Input records START

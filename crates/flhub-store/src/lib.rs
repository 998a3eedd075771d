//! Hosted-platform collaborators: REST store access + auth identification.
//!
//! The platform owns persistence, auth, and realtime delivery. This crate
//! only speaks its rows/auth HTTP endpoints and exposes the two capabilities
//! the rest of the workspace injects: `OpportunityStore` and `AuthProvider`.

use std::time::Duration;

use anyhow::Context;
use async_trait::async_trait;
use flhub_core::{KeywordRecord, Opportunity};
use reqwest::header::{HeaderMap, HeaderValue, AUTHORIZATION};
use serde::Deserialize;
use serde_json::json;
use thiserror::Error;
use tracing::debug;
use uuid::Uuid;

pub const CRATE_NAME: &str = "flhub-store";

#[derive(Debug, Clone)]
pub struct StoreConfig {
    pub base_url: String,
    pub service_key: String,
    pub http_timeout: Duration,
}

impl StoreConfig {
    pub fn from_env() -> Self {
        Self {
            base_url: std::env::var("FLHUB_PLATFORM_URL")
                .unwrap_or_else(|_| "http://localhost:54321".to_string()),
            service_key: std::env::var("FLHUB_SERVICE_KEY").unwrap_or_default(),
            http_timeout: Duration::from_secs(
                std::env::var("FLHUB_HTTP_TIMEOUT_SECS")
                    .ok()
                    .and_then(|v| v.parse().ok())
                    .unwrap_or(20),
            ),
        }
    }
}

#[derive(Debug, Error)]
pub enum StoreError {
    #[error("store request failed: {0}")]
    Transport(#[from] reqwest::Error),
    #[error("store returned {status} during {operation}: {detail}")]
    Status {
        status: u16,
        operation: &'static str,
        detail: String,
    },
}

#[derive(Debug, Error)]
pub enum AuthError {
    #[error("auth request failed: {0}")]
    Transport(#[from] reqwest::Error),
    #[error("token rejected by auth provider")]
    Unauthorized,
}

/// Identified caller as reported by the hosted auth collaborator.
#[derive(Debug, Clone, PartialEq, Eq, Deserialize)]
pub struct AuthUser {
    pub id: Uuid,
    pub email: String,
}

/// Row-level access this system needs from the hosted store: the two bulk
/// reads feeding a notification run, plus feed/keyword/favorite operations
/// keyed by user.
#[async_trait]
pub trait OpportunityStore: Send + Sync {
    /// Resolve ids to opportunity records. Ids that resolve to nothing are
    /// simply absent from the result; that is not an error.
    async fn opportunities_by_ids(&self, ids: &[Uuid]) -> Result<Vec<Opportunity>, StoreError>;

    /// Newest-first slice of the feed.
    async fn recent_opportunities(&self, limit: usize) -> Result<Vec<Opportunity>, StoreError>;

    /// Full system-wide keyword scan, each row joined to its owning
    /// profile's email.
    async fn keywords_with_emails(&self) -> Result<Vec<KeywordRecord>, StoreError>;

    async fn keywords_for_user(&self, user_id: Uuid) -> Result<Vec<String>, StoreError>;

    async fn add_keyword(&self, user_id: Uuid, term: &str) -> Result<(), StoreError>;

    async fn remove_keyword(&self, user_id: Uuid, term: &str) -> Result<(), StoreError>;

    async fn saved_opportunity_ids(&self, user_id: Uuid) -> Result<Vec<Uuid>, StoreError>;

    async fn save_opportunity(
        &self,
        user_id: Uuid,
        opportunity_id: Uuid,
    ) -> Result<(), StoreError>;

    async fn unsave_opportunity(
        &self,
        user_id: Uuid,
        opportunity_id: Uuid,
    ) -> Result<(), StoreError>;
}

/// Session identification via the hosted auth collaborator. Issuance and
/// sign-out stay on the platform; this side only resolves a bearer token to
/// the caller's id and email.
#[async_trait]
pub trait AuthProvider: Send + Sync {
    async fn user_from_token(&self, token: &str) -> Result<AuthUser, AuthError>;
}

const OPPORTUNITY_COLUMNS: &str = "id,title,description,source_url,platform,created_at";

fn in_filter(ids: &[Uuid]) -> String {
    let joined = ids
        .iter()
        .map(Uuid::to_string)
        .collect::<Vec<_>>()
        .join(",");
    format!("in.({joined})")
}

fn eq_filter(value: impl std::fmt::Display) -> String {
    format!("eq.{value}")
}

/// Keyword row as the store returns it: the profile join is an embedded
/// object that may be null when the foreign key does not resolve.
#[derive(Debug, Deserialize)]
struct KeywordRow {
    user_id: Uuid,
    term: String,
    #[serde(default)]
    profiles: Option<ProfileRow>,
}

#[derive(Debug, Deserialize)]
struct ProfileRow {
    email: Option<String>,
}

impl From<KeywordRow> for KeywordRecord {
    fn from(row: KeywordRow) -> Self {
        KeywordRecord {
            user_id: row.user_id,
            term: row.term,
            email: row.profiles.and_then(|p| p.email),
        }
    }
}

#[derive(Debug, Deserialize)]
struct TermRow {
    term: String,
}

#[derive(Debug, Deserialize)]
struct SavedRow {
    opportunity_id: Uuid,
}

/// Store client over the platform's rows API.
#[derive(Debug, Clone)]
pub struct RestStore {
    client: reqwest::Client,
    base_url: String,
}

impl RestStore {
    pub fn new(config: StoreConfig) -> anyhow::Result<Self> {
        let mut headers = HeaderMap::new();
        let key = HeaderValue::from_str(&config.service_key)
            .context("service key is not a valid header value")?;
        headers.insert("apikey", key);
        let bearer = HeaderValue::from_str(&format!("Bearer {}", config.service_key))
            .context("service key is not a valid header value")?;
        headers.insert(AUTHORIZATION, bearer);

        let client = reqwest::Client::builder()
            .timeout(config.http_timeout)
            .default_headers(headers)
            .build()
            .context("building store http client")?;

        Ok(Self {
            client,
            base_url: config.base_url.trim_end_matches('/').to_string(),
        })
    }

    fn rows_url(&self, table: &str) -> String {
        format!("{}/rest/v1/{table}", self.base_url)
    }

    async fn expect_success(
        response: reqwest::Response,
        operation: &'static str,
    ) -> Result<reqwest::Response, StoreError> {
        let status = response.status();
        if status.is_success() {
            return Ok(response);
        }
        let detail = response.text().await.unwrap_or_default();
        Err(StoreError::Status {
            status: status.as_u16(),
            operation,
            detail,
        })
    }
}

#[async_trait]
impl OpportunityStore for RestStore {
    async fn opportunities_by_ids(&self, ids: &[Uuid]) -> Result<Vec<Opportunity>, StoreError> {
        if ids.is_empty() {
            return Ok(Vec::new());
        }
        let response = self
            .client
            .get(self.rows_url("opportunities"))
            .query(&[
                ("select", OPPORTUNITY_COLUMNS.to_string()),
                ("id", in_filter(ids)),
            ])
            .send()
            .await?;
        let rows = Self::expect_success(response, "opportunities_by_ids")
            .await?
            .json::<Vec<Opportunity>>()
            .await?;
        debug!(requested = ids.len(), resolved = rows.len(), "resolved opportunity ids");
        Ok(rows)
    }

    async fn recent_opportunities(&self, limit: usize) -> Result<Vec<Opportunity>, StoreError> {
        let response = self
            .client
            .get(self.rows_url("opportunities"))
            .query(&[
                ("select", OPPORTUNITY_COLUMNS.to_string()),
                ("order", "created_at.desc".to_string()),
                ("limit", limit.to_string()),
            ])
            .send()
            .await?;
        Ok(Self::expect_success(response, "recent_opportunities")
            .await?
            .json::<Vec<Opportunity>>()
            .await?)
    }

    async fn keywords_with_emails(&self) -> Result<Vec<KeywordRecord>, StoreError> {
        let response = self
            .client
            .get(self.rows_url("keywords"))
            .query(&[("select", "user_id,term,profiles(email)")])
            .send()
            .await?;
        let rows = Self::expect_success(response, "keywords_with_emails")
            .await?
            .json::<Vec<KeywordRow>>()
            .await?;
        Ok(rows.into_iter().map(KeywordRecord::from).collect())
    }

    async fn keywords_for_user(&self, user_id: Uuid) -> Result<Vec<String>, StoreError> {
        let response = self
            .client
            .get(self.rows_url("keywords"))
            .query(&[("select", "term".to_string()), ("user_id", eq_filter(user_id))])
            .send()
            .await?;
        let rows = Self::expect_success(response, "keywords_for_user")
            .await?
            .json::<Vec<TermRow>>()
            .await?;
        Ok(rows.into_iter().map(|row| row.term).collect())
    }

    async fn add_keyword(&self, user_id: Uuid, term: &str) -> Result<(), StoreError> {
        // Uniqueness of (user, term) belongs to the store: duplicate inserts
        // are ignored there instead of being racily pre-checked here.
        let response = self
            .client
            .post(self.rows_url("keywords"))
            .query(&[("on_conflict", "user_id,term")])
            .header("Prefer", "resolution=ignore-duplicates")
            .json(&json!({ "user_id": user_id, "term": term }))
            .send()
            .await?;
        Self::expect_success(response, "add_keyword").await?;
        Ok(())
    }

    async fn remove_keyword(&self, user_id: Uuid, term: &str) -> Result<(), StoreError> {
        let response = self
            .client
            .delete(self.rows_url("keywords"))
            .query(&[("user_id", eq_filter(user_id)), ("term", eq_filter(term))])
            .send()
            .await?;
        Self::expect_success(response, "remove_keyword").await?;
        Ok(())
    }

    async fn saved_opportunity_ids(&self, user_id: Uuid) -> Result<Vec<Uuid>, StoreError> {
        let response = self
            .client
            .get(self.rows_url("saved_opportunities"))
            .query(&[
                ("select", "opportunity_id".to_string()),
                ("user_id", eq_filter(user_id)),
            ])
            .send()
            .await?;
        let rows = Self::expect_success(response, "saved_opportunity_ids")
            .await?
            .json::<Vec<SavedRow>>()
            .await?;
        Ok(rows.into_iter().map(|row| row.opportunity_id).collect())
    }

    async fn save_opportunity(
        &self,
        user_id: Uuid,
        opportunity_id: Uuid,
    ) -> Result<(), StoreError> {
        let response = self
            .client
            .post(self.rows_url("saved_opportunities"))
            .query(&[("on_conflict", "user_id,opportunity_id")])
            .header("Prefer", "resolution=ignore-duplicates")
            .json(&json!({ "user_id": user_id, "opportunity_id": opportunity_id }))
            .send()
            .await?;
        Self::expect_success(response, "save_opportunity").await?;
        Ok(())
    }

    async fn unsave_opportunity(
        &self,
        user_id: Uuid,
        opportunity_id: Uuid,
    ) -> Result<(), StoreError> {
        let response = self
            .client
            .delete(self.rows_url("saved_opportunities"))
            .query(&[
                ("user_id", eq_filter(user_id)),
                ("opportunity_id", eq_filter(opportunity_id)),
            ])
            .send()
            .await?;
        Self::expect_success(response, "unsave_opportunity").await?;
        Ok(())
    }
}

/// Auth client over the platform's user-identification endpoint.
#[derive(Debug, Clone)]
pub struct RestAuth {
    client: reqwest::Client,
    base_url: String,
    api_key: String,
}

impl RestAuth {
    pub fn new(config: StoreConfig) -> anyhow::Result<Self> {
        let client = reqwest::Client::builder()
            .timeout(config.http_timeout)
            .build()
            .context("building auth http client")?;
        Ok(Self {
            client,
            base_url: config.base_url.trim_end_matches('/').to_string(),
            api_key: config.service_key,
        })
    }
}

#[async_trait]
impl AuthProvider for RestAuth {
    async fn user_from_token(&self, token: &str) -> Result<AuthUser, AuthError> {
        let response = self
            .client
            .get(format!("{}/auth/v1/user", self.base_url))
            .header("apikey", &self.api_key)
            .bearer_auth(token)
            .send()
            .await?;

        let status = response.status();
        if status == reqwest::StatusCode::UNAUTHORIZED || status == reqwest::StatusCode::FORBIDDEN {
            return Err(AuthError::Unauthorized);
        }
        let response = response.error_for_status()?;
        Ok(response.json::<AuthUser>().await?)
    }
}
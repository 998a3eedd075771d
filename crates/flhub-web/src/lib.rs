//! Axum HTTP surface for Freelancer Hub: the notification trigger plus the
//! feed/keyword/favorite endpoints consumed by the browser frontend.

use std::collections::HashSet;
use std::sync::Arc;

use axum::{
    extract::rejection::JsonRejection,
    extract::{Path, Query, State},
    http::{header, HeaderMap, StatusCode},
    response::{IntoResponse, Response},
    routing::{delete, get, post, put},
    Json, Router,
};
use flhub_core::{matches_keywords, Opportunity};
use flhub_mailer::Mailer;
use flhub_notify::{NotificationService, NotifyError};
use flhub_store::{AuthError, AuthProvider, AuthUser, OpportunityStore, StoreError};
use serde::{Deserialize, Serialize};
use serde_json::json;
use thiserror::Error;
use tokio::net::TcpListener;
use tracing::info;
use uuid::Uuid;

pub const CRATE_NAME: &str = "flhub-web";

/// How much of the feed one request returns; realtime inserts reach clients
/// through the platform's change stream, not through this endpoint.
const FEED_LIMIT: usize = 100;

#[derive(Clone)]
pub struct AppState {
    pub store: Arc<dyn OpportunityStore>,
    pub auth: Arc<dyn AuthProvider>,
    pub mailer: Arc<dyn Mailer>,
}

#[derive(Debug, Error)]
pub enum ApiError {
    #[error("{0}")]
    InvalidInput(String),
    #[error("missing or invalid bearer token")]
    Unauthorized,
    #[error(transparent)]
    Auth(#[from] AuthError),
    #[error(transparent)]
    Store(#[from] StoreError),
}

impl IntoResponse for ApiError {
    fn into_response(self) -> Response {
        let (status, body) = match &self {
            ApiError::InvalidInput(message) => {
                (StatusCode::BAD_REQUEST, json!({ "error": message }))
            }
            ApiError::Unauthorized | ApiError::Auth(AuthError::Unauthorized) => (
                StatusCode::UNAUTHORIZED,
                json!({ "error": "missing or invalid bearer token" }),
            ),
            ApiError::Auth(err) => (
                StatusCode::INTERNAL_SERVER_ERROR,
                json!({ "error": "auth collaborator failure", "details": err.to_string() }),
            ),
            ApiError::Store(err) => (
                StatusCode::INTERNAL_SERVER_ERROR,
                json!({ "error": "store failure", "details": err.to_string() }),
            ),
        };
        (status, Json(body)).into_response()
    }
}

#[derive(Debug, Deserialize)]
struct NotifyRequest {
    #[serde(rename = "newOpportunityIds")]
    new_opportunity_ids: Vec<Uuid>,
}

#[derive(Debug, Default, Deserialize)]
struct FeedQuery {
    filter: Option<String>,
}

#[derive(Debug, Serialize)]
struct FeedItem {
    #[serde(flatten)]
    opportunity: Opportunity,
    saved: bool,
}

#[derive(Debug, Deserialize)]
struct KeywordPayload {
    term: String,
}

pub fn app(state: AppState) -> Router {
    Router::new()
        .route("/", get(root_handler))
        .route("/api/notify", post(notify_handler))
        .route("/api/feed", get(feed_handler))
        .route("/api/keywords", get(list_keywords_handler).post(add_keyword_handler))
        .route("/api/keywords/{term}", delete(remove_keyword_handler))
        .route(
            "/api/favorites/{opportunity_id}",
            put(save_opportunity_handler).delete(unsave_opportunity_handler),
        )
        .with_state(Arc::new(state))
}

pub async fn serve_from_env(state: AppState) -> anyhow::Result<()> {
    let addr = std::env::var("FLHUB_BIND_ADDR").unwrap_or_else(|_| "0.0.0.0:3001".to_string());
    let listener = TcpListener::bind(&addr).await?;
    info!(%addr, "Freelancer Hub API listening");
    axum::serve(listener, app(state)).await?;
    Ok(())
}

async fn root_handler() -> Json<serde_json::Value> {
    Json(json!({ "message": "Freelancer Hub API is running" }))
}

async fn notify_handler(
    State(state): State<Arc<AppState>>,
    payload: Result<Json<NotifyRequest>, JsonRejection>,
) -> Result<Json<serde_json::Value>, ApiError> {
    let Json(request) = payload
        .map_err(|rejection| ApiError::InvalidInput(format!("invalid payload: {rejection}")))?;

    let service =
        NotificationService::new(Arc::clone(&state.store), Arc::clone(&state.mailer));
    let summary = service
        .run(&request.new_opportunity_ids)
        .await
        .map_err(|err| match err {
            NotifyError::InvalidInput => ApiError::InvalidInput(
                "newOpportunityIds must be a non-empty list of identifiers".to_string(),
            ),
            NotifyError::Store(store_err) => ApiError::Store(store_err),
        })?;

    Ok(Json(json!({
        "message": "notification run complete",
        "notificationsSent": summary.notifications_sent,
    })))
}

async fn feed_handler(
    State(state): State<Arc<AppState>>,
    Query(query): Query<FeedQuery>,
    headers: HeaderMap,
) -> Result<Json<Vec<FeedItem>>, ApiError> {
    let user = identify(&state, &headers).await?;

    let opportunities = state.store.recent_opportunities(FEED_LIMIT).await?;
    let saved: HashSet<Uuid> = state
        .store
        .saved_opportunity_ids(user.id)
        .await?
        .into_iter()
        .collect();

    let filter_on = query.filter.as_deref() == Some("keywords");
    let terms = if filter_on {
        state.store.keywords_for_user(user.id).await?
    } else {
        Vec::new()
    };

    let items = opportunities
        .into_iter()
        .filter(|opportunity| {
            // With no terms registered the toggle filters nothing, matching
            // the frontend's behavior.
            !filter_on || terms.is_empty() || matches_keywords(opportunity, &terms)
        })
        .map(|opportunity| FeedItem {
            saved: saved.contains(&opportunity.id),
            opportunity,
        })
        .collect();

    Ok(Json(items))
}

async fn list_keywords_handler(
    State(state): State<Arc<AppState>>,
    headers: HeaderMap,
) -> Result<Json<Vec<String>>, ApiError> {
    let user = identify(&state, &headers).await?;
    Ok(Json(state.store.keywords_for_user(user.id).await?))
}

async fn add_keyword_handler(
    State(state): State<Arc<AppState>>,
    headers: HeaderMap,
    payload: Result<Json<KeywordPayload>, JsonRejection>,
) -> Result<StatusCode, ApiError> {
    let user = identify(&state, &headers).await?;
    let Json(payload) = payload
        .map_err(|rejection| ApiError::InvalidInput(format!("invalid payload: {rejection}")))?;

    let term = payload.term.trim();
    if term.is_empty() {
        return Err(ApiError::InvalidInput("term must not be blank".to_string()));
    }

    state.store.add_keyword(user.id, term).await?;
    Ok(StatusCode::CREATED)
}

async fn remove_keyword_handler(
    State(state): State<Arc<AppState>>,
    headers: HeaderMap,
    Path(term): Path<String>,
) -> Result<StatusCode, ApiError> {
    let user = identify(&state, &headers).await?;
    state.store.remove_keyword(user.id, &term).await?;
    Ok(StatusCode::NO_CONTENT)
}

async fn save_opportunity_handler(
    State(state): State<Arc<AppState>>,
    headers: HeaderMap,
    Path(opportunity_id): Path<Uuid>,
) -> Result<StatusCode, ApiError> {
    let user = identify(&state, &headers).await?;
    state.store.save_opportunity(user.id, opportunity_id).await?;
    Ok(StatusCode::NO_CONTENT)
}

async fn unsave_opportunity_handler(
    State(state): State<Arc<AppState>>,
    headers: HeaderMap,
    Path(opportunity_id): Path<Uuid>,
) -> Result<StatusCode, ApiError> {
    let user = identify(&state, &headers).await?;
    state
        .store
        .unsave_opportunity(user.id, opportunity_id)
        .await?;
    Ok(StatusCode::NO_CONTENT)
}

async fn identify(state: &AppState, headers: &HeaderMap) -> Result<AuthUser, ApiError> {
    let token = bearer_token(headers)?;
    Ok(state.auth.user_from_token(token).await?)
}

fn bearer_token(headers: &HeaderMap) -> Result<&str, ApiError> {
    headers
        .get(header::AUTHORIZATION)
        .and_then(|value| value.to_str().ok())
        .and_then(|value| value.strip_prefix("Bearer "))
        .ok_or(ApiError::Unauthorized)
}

Input records END

Work to complete - Check every line of the material for the string "inserts" and give the number of lines that have it, without anything else.

Response for this exercise - 2